In a sense, Jesse Robredo’s mayoralty of Naga City did not break this dynastic chokehold, because he was himself related to the powerful Villafuerte family. However, from 1988 until his untimely and tragic death in a plane crash in 2012, he did, unexpectedly, break the elite mold. Robredo instituted reforms, brought accountability, instilled civic-mindedness, adopted a responsive and participatory style of governance, and collected taxes. A Bikolano word for to breathe is hinangos. Under Jesse’s stewardship, the province was resuscitated and it breathed again. He operated with charisma and flair, though essentially he was simply doing his job. As if nobody expects honesty, principles and integrity in government officials, awards were heaped on Robredo and he was lionized in death.
Much ink, and media attention, has by now been spilled over how Jesse’s widow, Leni, the current vice-presidential candidate who is rising in the polls, was thrust onto the national stage by our peculiar propensity for personal necropolitics. Initially, Leni predictably projected an anodyne image of female power. She was the dignified, grieving widow who vowed to continue her husband’s legacy of good governance. However, she stepped out of her late husband’s shadow and is spiritedly proving her own worth. She is a trained public attorney, has years of experience working to further the interests of the rural poor, and she scored a major victory against dynastic politics with her win over Nelly Villafuerte in 2013 for the congressional seat of the 3rd district.
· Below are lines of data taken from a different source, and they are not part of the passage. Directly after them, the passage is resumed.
use crate::client::ClientError;
use crate::event::LogEvent;

/// Error type returned by [`Writer::write`].
#[derive(thiserror::Error, Debug)]
pub enum WriteError {
    #[error("remote logging client failed: {0}")]
    Client(#[from] ClientError),

    #[error("failed to write to stream: {0}")]
    Io(#[from] std::io::Error),
}

/// Destination for [`LogEvent`]s produced by the logging façade.
///
/// Implementations translate the event into whatever their destination
/// understands (a formatted line, a remote entry, ...). `write` is called
/// inline on the thread that emitted the event, once per event.
pub trait Writer: Send {
    /// Write a single event.
    ///
    /// **Returns**
    /// - `Ok(())` if the destination accepted the event.
    /// - `Err(..)` if it did not; the façade decides what happens next.
    fn write(&mut self, event: &LogEvent) -> Result<(), WriteError>;

    /// Flush anything the writer buffers locally. Default is a no-op.
    fn flush(&mut self) -> Result<(), WriteError> {
        Ok(())
    }
}
//! Environment variable names read when describing the monitored resource.
//!
//! These are read once at startup by [`ResourceEnv::from_env`]; writers only
//! ever see the resulting struct and never touch the process environment.

/// Tenant identifier, reported as the resource `location` label.
pub const TENANT_ID_ENV: &str = "TENANT_ID";

/// Supervisor program group, reported as the resource `job` label.
pub const SUPERVISOR_GROUP_NAME_ENV: &str = "SUPERVISOR_GROUP_NAME";

/// Supervisor process name, reported as the resource `task_id` label.
pub const SUPERVISOR_PROCESS_NAME_ENV: &str = "SUPERVISOR_PROCESS_NAME";

/// Read an environment variable or fall back to a provided default.
pub fn env_or(key: &str, default: &str) -> String {
    std::env::var(key).unwrap_or_else(|_| default.to_string())
}

/// Process-level facts that end up in the monitored resource labels.
#[derive(Debug, Clone, Default, PartialEq, Eq)]
pub struct ResourceEnv {
    pub tenant_id: String,
    pub supervisor_group_name: String,
    pub supervisor_process_name: String,
    pub host_name: String,
}

impl ResourceEnv {
    /// Snapshot the supervisor variables and the local host name.
    ///
    /// Missing variables become empty strings.
    pub fn from_env() -> Self {
        ResourceEnv {
            tenant_id: env_or(TENANT_ID_ENV, ""),
            supervisor_group_name: env_or(SUPERVISOR_GROUP_NAME_ENV, ""),
            supervisor_process_name: env_or(SUPERVISOR_PROCESS_NAME_ENV, ""),
            host_name: gethostname::gethostname().to_string_lossy().into_owned(),
        }
    }
}
#[cfg(test)]
mod tests {
    use super::*;
    use crate::env::ResourceEnv;
    use crate::metadata::generic_task;
    use serde_json::json;
    use std::sync::Mutex;

    struct FixedMetadata;

    impl MetadataProvider for FixedMetadata {
        fn monitored_resource(&self) -> MonitoredResource {
            let env = ResourceEnv {
                host_name: "node-a".into(),
                ..ResourceEnv::default()
            };
            generic_task("acme-prod", &env)
        }

        fn project_id(&self) -> String {
            "acme-prod".into()
        }

        fn service_id(&self) -> String {
            "node-a".into()
        }

        fn labels(&self) -> Labels {
            let mut labels = Labels::new();
            labels.insert("appengine.googleapis.com/trace_id".into(), "abc".into());
            labels
        }
    }

    #[derive(Default)]
    struct MemorySink {
        batches: Mutex<Vec<Vec<LogEntry>>>,
        failures_left: Mutex<u32>,
    }

    #[async_trait]
    impl EntrySink for MemorySink {
        async fn write_entries(&self, entries: &[LogEntry]) -> Result<(), ClientError> {
            {
                let mut left = self.failures_left.lock().unwrap();
                if *left > 0 {
                    *left -= 1;
                    return Err(ClientError::Transport("connection reset".into()));
                }
            }
            self.batches.lock().unwrap().push(entries.to_vec());
            Ok(())
        }
    }

    fn config(batch_size: usize) -> BatchConfig {
        BatchConfig {
            channel_buffer: 64,
            batch_size,
            flush_interval: Duration::from_secs(60),
            max_retries: 3,
        }
    }

    fn spawn(sink: &Arc<MemorySink>, config: BatchConfig) -> (BatchClient, JoinHandle<()>) {
        BatchClient::spawn(
            Arc::clone(sink) as Arc<dyn EntrySink>,
            "app/errors",
            Arc::new(FixedMetadata),
            config,
        )
        .unwrap()
    }

    #[tokio::test]
    async fn flushes_full_batches_and_remainder_on_shutdown() {
        let sink = Arc::new(MemorySink::default());
        let (client, handle) = spawn(&sink, config(2));

        for i in 0..3 {
            client
                .log(Severity::Error, Payload::Text(format!("e{}", i)), Map::new())
                .unwrap();
        }
        drop(client);
        handle.await.unwrap();

        let sizes: Vec<usize> = sink.batches.lock().unwrap().iter().map(Vec::len).collect();
        assert_eq!(sizes, [2, 1]);
    }

    #[tokio::test(start_paused = true)]
    async fn flushes_partial_batch_on_interval() {
        let sink = Arc::new(MemorySink::default());
        let (client, _handle) = spawn(&sink, config(100));

        client.log(Severity::Warning, Payload::Text("slow".into()), Map::new()).unwrap();
        sleep(Duration::from_secs(61)).await;

        assert_eq!(sink.batches.lock().unwrap().concat().len(), 1);
    }

    #[tokio::test(start_paused = true)]
    async fn flush_request_delivers_before_interval() {
        let sink = Arc::new(MemorySink::default());
        let (client, _handle) = spawn(&sink, config(100));

        client.log(Severity::Error, Payload::Text("last words".into()), Map::new()).unwrap();
        let ack = client.flush().unwrap().unwrap();
        ack.await.unwrap();

        let delivered = sink.batches.lock().unwrap().concat();
        assert_eq!(delivered.len(), 1);
        assert_eq!(delivered[0].json_payload["message"], json!("last words"));
    }

    #[tokio::test]
    async fn flush_after_shutdown_reports_closed_queue() {
        let sink = Arc::new(MemorySink::default());
        let (client, handle) = spawn(&sink, config(100));
        handle.abort();
        let _ = handle.await;

        assert!(matches!(client.flush(), Err(ClientError::Closed)));
        assert_eq!(client.dropped_entries(), 0);
    }

    #[tokio::test(start_paused = true)]
    async fn retries_failed_batches() {
        let sink = Arc::new(MemorySink::default());
        *sink.failures_left.lock().unwrap() = 2;
        let (client, handle) = spawn(&sink, config(1));

        client.log(Severity::Error, Payload::Text("retry me".into()), Map::new()).unwrap();
        drop(client);
        handle.await.unwrap();

        assert_eq!(sink.batches.lock().unwrap().len(), 1);
    }

    #[tokio::test]
    async fn entries_carry_resource_labels_and_payload() {
        let sink = Arc::new(MemorySink::default());
        let (client, handle) = spawn(&sink, config(10));

        let mut context = Map::new();
        context.insert("reportLocation".into(), json!({"functionName": "<none>"}));
        client
            .log(Severity::Critical, Payload::Structured(json!({"class": "Oops"})), context)
            .unwrap();
        drop(client);
        handle.await.unwrap();

        let entry = sink.batches.lock().unwrap()[0][0].clone();
        let mut json = serde_json::to_value(&entry).unwrap();
        json.as_object_mut().unwrap().remove("timestamp");

        assert_eq!(
            json,
            json!({
                "logName": "projects/acme-prod/logs/app%2Ferrors",
                "resource": {
                    "type": "generic_task",
                    "labels": {
                        "project_id": "acme-prod",
                        "location": "",
                        "namespace": "node-a",
                        "job": "",
                        "task_id": ""
                    }
                },
                "severity": "CRITICAL",
                "labels": {"appengine.googleapis.com/trace_id": "abc"},
                "jsonPayload": {
                    "message": {"class": "Oops"},
                    "reportLocation": {"functionName": "<none>"}
                }
            })
        );
    }

    #[test]
    fn spawn_outside_runtime_is_a_transport_error() {
        let result = BatchClient::spawn(
            Arc::new(MemorySink::default()),
            "app",
            Arc::new(FixedMetadata),
            BatchConfig::default(),
        );
        assert!(matches!(result, Err(ClientError::Transport(_))));
    }

    #[test]
    fn config_from_options_overrides_defaults() {
        let options = StackdriverOptions {
            log_name: "app".into(),
            project_id: "p".into(),
            access_token: None,
            endpoint: None,
            batch_size: Some(10),
            flush_interval_ms: Some(250),
            channel_buffer: None,
            max_retries: None,
        };
        let config = BatchConfig::from_options(&options);
        assert_eq!(config.batch_size, 10);
        assert_eq!(config.flush_interval, Duration::from_millis(250));
        assert_eq!(config.channel_buffer, 1024);
        assert_eq!(config.max_retries, 5);
    }
}
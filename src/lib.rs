pub mod event;
pub mod severity;
pub mod report;
pub mod transcode;

pub mod env;
pub mod config;
pub mod metadata;
pub mod request;

pub mod client;
pub mod batch;

#[cfg(feature = "cloud-logging")]
pub mod cloud_logging;

pub mod writer;
pub mod noop_writer;
pub mod stream;
pub mod stackdriver;

pub mod logger;
pub mod layer;
pub mod init;

pub use event::{FieldValue, LogEvent, Priority};
pub use severity::Severity;
pub use stackdriver::{RemoteWriter, StackdriverWriter};
pub use writer::Writer;
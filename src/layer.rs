use crate::event::{FieldValue, LogEvent, Priority};
use crate::logger::Logger;
use chrono::Utc;
use std::collections::BTreeMap;
use std::sync::atomic::{AtomicU64, Ordering};
use std::sync::{Arc, Mutex};
use tracing::field::{Field, Visit};
use tracing::{Event, Level, Subscriber};
use tracing_subscriber::layer::{Context, Layer};
use tracing_subscriber::registry::LookupSpan;

/// Events whose target starts with this are never forwarded to writers, so
/// diagnostics emitted while writing cannot loop back into the logger. The
/// same holds for events raised inside a span with this target, such as the
/// batch flusher's.
const OWN_TARGET: &str = "stackdriver_log_writer";

/// HTTP stack used to deliver entries. Its debug chatter would otherwise be
/// shipped on every flush, including from connection tasks it spawns itself.
const TRANSPORT_TARGETS: &[&str] = &["hyper", "h2", "reqwest", "rustls", "want"];

fn is_ignored_target(target: &str) -> bool {
    std::iter::once(OWN_TARGET)
        .chain(TRANSPORT_TARGETS.iter().copied())
        .any(|prefix| {
            target
                .strip_prefix(prefix)
                .map_or(false, |rest| rest.is_empty() || rest.starts_with("::"))
        })
}

/// Event field that overrides the priority derived from the level, e.g.
/// `error!(priority = "CRIT", "...")`.
pub const PRIORITY_FIELD: &str = "priority";

/// `tracing_subscriber` layer that turns events into [`LogEvent`]s and
/// hands them to a [`Logger`] inline, on the emitting thread.
///
/// Besides the recorded fields, `extra` receives the callsite `file` and
/// `line`, a one-frame `trace` describing the current span, and an `xdebug`
/// report for fields recorded as errors.
pub struct WriterLayer {
    logger: Arc<Mutex<Logger>>,
    min_level: Level,
    /// Events for which at least one writer failed.
    pub failed_events: Arc<AtomicU64>,
}

impl WriterLayer {
    pub fn new(logger: Arc<Mutex<Logger>>, min_level: Level) -> Self {
        Self {
            logger,
            min_level,
            failed_events: Arc::new(AtomicU64::new(0)),
        }
    }
}

fn default_priority(level: &Level) -> Priority {
    match *level {
        Level::ERROR => Priority::Err,
        Level::WARN => Priority::Warn,
        Level::INFO => Priority::Info,
        _ => Priority::Debug,
    }
}

impl<S> Layer<S> for WriterLayer
where
    S: Subscriber + for<'span> LookupSpan<'span>,
{
    fn on_event(&self, event: &Event, ctx: Context<'_, S>) {
        let meta = event.metadata();
        if *meta.level() > self.min_level || is_ignored_target(meta.target()) {
            return;
        }
        if let Some(scope) = ctx.event_scope(event) {
            if scope.into_iter().any(|span| span.metadata().target().starts_with(OWN_TARGET)) {
                return;
            }
        }

        let mut extra = BTreeMap::new();
        let mut message: Option<String> = None;
        let mut priority_name: Option<String> = None;

        let mut visitor = FieldVisitor {
            fields: &mut extra,
            message: &mut message,
            priority_name: &mut priority_name,
        };
        event.record(&mut visitor);

        if let Some(file) = meta.file() {
            extra.insert("file".to_string(), FieldValue::from(file));
        }
        if let Some(line) = meta.line() {
            extra.insert("line".to_string(), FieldValue::from(line));
        }
        if let Some(span) = ctx.event_span(event) {
            let frame = span_frame(span.name(), span.metadata().module_path());
            extra.insert("trace".to_string(), FieldValue::List(vec![frame]));
        }

        let level_priority = default_priority(meta.level());
        let priority_name = priority_name.unwrap_or_else(|| level_priority.name().to_string());
        let priority = Priority::from_name(&priority_name).unwrap_or(level_priority);

        let record = LogEvent {
            timestamp: Utc::now(),
            priority: priority as u8,
            priority_name,
            message: message.unwrap_or_default(),
            extra,
        };

        let result = self
            .logger
            .lock()
            .unwrap_or_else(|poisoned| poisoned.into_inner())
            .log(&record);

        if let Err(e) = result {
            self.failed_events.fetch_add(1, Ordering::Relaxed);
            for (writer, cause) in &e.failures {
                eprintln!("log writer `{}` failed: {}", writer, cause);
            }
        }
    }
}

/// Stack frame in the `class`/`type`/`function` shape writers understand.
fn span_frame(name: &str, module_path: Option<&str>) -> FieldValue {
    let mut frame = BTreeMap::new();
    if let Some(module) = module_path {
        frame.insert("class".to_string(), FieldValue::from(module));
        frame.insert("type".to_string(), FieldValue::from("::"));
    }
    frame.insert("function".to_string(), FieldValue::from(name));
    FieldValue::Map(frame)
}

pub struct FieldVisitor<'a> {
    pub fields: &'a mut BTreeMap<String, FieldValue>,
    pub message: &'a mut Option<String>,
    pub priority_name: &'a mut Option<String>,
}

impl<'a> Visit for FieldVisitor<'a> {
    fn record_str(&mut self, field: &Field, value: &str) {
        match field.name() {
            "message" => *self.message = Some(value.to_string()),
            PRIORITY_FIELD => *self.priority_name = Some(value.to_string()),
            name => {
                self.fields.insert(name.to_string(), FieldValue::from(value));
            }
        }
    }

    fn record_i64(&mut self, field: &Field, value: i64) {
        self.fields.insert(field.name().to_string(), FieldValue::from(value));
    }

    fn record_u64(&mut self, field: &Field, value: u64) {
        self.fields.insert(field.name().to_string(), FieldValue::from(value));
    }

    fn record_f64(&mut self, field: &Field, value: f64) {
        self.fields.insert(field.name().to_string(), FieldValue::from(value));
    }

    fn record_bool(&mut self, field: &Field, value: bool) {
        self.fields.insert(field.name().to_string(), FieldValue::from(value));
    }

    fn record_bytes(&mut self, field: &Field, value: &[u8]) {
        self.fields.insert(field.name().to_string(), FieldValue::Bytes(value.to_vec()));
    }

    fn record_error(&mut self, field: &Field, value: &(dyn std::error::Error + 'static)) {
        let mut sources = Vec::new();
        let mut source = value.source();
        while let Some(cause) = source {
            sources.push(FieldValue::from(cause.to_string()));
            source = cause.source();
        }

        let mut report = BTreeMap::new();
        report.insert("message".to_string(), FieldValue::from(value.to_string()));
        report.insert("sources".to_string(), FieldValue::List(sources));

        self.fields.insert(field.name().to_string(), FieldValue::from(value.to_string()));
        self.fields.insert("xdebug".to_string(), FieldValue::Map(report));
    }

    fn record_debug(&mut self, field: &Field, value: &dyn std::fmt::Debug) {
        match field.name() {
            "message" => *self.message = Some(format!("{:?}", value)),
            name => {
                self.fields.insert(name.to_string(), FieldValue::Str(format!("{:?}", value)));
            }
        }
    }
}
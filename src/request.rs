use serde_json::{Map, Value};

/// An inbound unit of work a process is handling: an HTTP request, a
/// message consumed from a queue, ...
///
/// Writers use it to enrich every entry logged while the request is being
/// served.
pub trait InboundRequest {
    /// Payload of the message-queue envelope, if the request arrived as one.
    fn queue_payload(&self) -> Option<Map<String, Value>> {
        None
    }
}

/// A message consumed from a message queue (e.g. AMQP).
#[derive(Debug, Clone, Default, PartialEq)]
pub struct QueueMessage {
    pub body: Map<String, Value>,
}

impl QueueMessage {
    pub fn new(body: Map<String, Value>) -> Self {
        Self { body }
    }
}

impl InboundRequest for QueueMessage {
    fn queue_payload(&self) -> Option<Map<String, Value>> {
        Some(self.body.clone())
    }
}

/// Minimal description of an HTTP request. Carries no queue envelope.
#[derive(Debug, Clone, PartialEq, Eq)]
pub struct HttpRequest {
    pub method: String,
    pub uri: String,
}

impl InboundRequest for HttpRequest {}
use stackdriver_log_writer::config::default_config;
use stackdriver_log_writer::env::ResourceEnv;
use stackdriver_log_writer::init::init_tracing;
use tracing::{error, info, warn};

#[tokio::main]
async fn main() {
    // Only the default stdout stream writer is configured.
    init_tracing(&default_config(), &ResourceEnv::from_env()).expect("install logging");

    info!("starting service");
    warn!(free_mb = 120, "disk space low");
    error!(user_id = 42, reason = "invalid password", "authentication failed");
}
Leni has in spades what too many of the presidential and vice-presidential candidates do not have – decency and standing. When she says she wants to address rural poverty, push for tax reform, subsidize tertiary education, get the Freedom of Information bill passed, tackle the dearth of infrastructure, and boost the implementation of the Reproductive Health law, you get the feeling that here is a woman who will work really hard to get things done or die trying. You also get the feeling that it’s manifestly unfair to tear her down along with her running mate, Mar Roxas, and the Liberal Party that supports them both.
Beneath the bogus tourist brochure-styled ‘Cam Sur,’ Camarines Sur suffers the agony of being one of the country’s ultra-poor provinces. Electricity and water are expensive and unreliable, there is a lack of innovation and investment in developing typhoon-resistant housing, primary medical care is threadbare, the educational system is decrepit, criminality abounds, and farmers get a raw deal. This is the context in which Leni Robredo cut her political teeth.
If she makes it to the vice-presidency, Bikol and the rest of the country will have at least one person in high office whose track record is not a toxic, lethal cocktail of lying, thievery, murder, misogyny, homophobia and oligarchic cronyism.